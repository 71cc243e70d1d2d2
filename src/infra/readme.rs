// ============================================================
// Layer 5 — Index README
// ============================================================
// Renders indices_readme.txt: a fixed description of every
// generated file family, the seed and the split ratio.
//
// Rendering is a pure function of ReadmeContext, so it has no
// dependency on the drivers having run (or succeeded).

use std::path::PathBuf;

use crate::domain::{
    dataset::{DatasetConfig, Selection},
    error::IndexError,
    split::SplitRatio,
};
use crate::infra::index_writer::IndexWriter;

/// File name of the generated README
pub const README_FILE: &str = "indices_readme.txt";

const RULE: &str = "--------------------------------------------";

/// Everything the README mentions
pub struct ReadmeContext<'a> {
    pub seed:    u64,
    pub ratio:   SplitRatio,
    pub configs: &'a [DatasetConfig],
}

/// Render the README text. Every line, the last included,
/// ends with a newline.
pub fn render_readme(ctx: &ReadmeContext<'_>) -> String {
    let ratio = ctx.ratio.percent_label();

    let mut lines: Vec<String> = vec![
        "Indices Documentation".to_string(),
        "=====================".to_string(),
        String::new(),
        "This directory contains the exact sample indices used in all experiments.".to_string(),
        format!("These indices reproduce the {ratio} train, validation, and test splits"),
        format!("using the same random seed ({}).", ctx.seed),
    ];

    for (n, cfg) in ctx.configs.iter().enumerate() {
        lines.push(String::new());
        lines.push(RULE.to_string());
        lines.push(format!("{}. {}", n + 1, heading(cfg)));
        lines.push(RULE.to_string());
        lines.push(String::new());
        lines.push("Files:".to_string());
        for segment in ["train", "val", "test"] {
            lines.push(format!("- {}", cfg.file_name(segment)));
        }

        if let Selection::Balanced { total, classes } = cfg.selection {
            lines.push(String::new());
            lines.push("Constructed as:".to_string());
            lines.push(format!("- balanced subset across {classes} classes"));
            lines.push(format!("- total = {} samples", thousands(total)));
            lines.push(format!("- random seed = {}", ctx.seed));
            lines.push(format!("- split ratio = {ratio}"));
        }
    }

    lines.push(String::new());
    lines.push(RULE.to_string());
    lines.push("Format:".to_string());
    lines.push("Each file contains one integer index per line.".to_string());
    lines.push("These indices correspond to MedMNIST dataset sample ordering".to_string());
    lines.push("within the train split.".to_string());

    let mut text = lines.join("\n");
    text.push('\n');
    text
}

/// Render and write the README through `writer`.
pub fn write_readme(writer: &IndexWriter, ctx: &ReadmeContext<'_>) -> Result<PathBuf, IndexError> {
    let path = writer.write_text(README_FILE, &render_readme(ctx))?;
    println!("Saved README: {}", path.display());
    Ok(path)
}

fn heading(cfg: &DatasetConfig) -> String {
    match cfg.selection {
        Selection::Balanced { total, .. } => {
            format!("{} {}-sample balanced subset", cfg.dataset, thousands(total))
        }
        Selection::Full => format!("{} Full Dataset (train split)", cfg.dataset),
    }
}

/// 30000 → "30,000"
fn thousands(n: usize) -> String {
    let digits = n.to_string();
    let mut out = String::with_capacity(digits.len() + digits.len() / 3);
    for (i, ch) in digits.chars().enumerate() {
        if i > 0 && (digits.len() - i) % 3 == 0 {
            out.push(',');
        }
        out.push(ch);
    }
    out
}

// ─── Unit Tests ───────────────────────────────────────────────────────────────
#[cfg(test)]
mod tests {
    use super::*;
    use crate::infra::random::DEFAULT_SEED;

    fn standard_readme() -> String {
        let configs = DatasetConfig::standard_set(30_000, 9);
        render_readme(&ReadmeContext {
            seed:    DEFAULT_SEED,
            ratio:   SplitRatio::default(),
            configs: &configs,
        })
    }

    #[test]
    fn test_thousands() {
        assert_eq!(thousands(0), "0");
        assert_eq!(thousands(999), "999");
        assert_eq!(thousands(30_000), "30,000");
        assert_eq!(thousands(1_107_180), "1,107,180");
    }

    #[test]
    fn test_mentions_seed_and_ratio() {
        let text = standard_readme();
        assert!(text.contains("random seed (42)"));
        assert!(text.contains("- random seed = 42"));
        assert!(text.contains("70/15/15"));
    }

    #[test]
    fn test_lists_every_file() {
        let text = standard_readme();
        for tag in ["30k", "full_pathmnist", "full_bloodmnist"] {
            for segment in ["train", "val", "test"] {
                assert!(text.contains(&format!("- indices_{tag}_{segment}.txt")));
            }
        }
    }

    #[test]
    fn test_section_headings() {
        let text = standard_readme();
        assert!(text.contains("1. PathMNIST 30,000-sample balanced subset"));
        assert!(text.contains("2. PathMNIST Full Dataset"));
        assert!(text.contains("3. BloodMNIST Full Dataset"));
        assert!(text.contains("balanced subset across 9 classes"));
    }

    #[test]
    fn test_layout_is_line_terminated() {
        let text = standard_readme();
        assert!(text.starts_with("Indices Documentation\n=====================\n\n"));
        assert!(text.ends_with("within the train split.\n"));
        assert!(!text.ends_with("\n\n"));
        assert!(text.contains("Files:\n- indices_30k_train.txt\n- indices_30k_val.txt\n- indices_30k_test.txt\n"));
    }

    #[test]
    fn test_write_readme() {
        let tmp    = tempfile::tempdir().unwrap();
        let writer = IndexWriter::new(tmp.path());
        let configs = DatasetConfig::standard_set(30_000, 9);
        let ctx = ReadmeContext { seed: 7, ratio: SplitRatio::default(), configs: &configs };

        let path = write_readme(&writer, &ctx).unwrap();
        assert_eq!(path, tmp.path().join(README_FILE));
        assert_eq!(std::fs::read_to_string(path).unwrap(), render_readme(&ctx));
    }
}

··········

▶ Work instruction: Repeat the material in full. Nothing may differ.

▶ Expected answer:
repository 71cc243e70d1d2d2
filename src/infra/readme.rs
// ============================================================
// Layer 5 — Index README
// ============================================================
// Renders indices_readme.txt: a fixed description of every
// generated file family, the seed and the split ratio.
//
// Rendering is a pure function of ReadmeContext, so it has no
// dependency on the drivers having run (or succeeded).

use std::path::PathBuf;

use crate::domain::{
    dataset::{DatasetConfig, Selection},
    error::IndexError,
    split::SplitRatio,
};
use crate::infra::index_writer::IndexWriter;

/// File name of the generated README
pub const README_FILE: &str = "indices_readme.txt";

const RULE: &str = "--------------------------------------------";

/// Everything the README mentions
pub struct ReadmeContext<'a> {
    pub seed:    u64,
    pub ratio:   SplitRatio,
    pub configs: &'a [DatasetConfig],
}

/// Render the README text. Every line, the last included,
/// ends with a newline.
pub fn render_readme(ctx: &ReadmeContext<'_>) -> String {
    let ratio = ctx.ratio.percent_label();

    let mut lines: Vec<String> = vec![
        "Indices Documentation".to_string(),
        "=====================".to_string(),
        String::new(),
        "This directory contains the exact sample indices used in all experiments.".to_string(),
        format!("These indices reproduce the {ratio} train, validation, and test splits"),
        format!("using the same random seed ({}).", ctx.seed),
    ];

    for (n, cfg) in ctx.configs.iter().enumerate() {
        lines.push(String::new());
        lines.push(RULE.to_string());
        lines.push(format!("{}. {}", n + 1, heading(cfg)));
        lines.push(RULE.to_string());
        lines.push(String::new());
        lines.push("Files:".to_string());
        for segment in ["train", "val", "test"] {
            lines.push(format!("- {}", cfg.file_name(segment)));
        }

        if let Selection::Balanced { total, classes } = cfg.selection {
            lines.push(String::new());
            lines.push("Constructed as:".to_string());
            lines.push(format!("- balanced subset across {classes} classes"));
            lines.push(format!("- total = {} samples", thousands(total)));
            lines.push(format!("- random seed = {}", ctx.seed));
            lines.push(format!("- split ratio = {ratio}"));
        }
    }

    lines.push(String::new());
    lines.push(RULE.to_string());
    lines.push("Format:".to_string());
    lines.push("Each file contains one integer index per line.".to_string());
    lines.push("These indices correspond to MedMNIST dataset sample ordering".to_string());
    lines.push("within the train split.".to_string());

    let mut text = lines.join("\n");
    text.push('\n');
    text
}

/// Render and write the README through `writer`.
pub fn write_readme(writer: &IndexWriter, ctx: &ReadmeContext<'_>) -> Result<PathBuf, IndexError> {
    let path = writer.write_text(README_FILE, &render_readme(ctx))?;
    println!("Saved README: {}", path.display());
    Ok(path)
}

fn heading(cfg: &DatasetConfig) -> String {
    match cfg.selection {
        Selection::Balanced { total, .. } => {
            format!("{} {}-sample balanced subset", cfg.dataset, thousands(total))
        }
        Selection::Full => format!("{} Full Dataset (train split)", cfg.dataset),
    }
}

/// 30000 → "30,000"
fn thousands(n: usize) -> String {
    let digits = n.to_string();
    let mut out = String::with_capacity(digits.len() + digits.len() / 3);
    for (i, ch) in digits.chars().enumerate() {
        if i > 0 && (digits.len() - i) % 3 == 0 {
            out.push(',');
        }
        out.push(ch);
    }
    out
}

// ─── Unit Tests ───────────────────────────────────────────────────────────────
#[cfg(test)]
mod tests {
    use super::*;
    use crate::infra::random::DEFAULT_SEED;

    fn standard_readme() -> String {
        let configs = DatasetConfig::standard_set(30_000, 9);
        render_readme(&ReadmeContext {
            seed:    DEFAULT_SEED,
            ratio:   SplitRatio::default(),
            configs: &configs,
        })
    }

    #[test]
    fn test_thousands() {
        assert_eq!(thousands(0), "0");
        assert_eq!(thousands(999), "999");
        assert_eq!(thousands(30_000), "30,000");
        assert_eq!(thousands(1_107_180), "1,107,180");
    }

    #[test]
    fn test_mentions_seed_and_ratio() {
        let text = standard_readme();
        assert!(text.contains("random seed (42)"));
        assert!(text.contains("- random seed = 42"));
        assert!(text.contains("70/15/15"));
    }

    #[test]
    fn test_lists_every_file() {
        let text = standard_readme();
        for tag in ["30k", "full_pathmnist", "full_bloodmnist"] {
            for segment in ["train", "val", "test"] {
                assert!(text.contains(&format!("- indices_{tag}_{segment}.txt")));
            }
        }
    }

    #[test]
    fn test_section_headings() {
        let text = standard_readme();
        assert!(text.contains("1. PathMNIST 30,000-sample balanced subset"));
        assert!(text.contains("2. PathMNIST Full Dataset"));
        assert!(text.contains("3. BloodMNIST Full Dataset"));
        assert!(text.contains("balanced subset across 9 classes"));
    }

    #[test]
    fn test_layout_is_line_terminated() {
        let text = standard_readme();
        assert!(text.starts_with("Indices Documentation\n=====================\n\n"));
        assert!(text.ends_with("within the train split.\n"));
        assert!(!text.ends_with("\n\n"));
        assert!(text.contains("Files:\n- indices_30k_train.txt\n- indices_30k_val.txt\n- indices_30k_test.txt\n"));
    }

    #[test]
    fn test_write_readme() {
        let tmp    = tempfile::tempdir().unwrap();
        let writer = IndexWriter::new(tmp.path());
        let configs = DatasetConfig::standard_set(30_000, 9);
        let ctx = ReadmeContext { seed: 7, ratio: SplitRatio::default(), configs: &configs };

        let path = write_readme(&writer, &ctx).unwrap();
        assert_eq!(path, tmp.path().join(README_FILE));
        assert_eq!(std::fs::read_to_string(path).unwrap(), render_readme(&ctx));
    }
}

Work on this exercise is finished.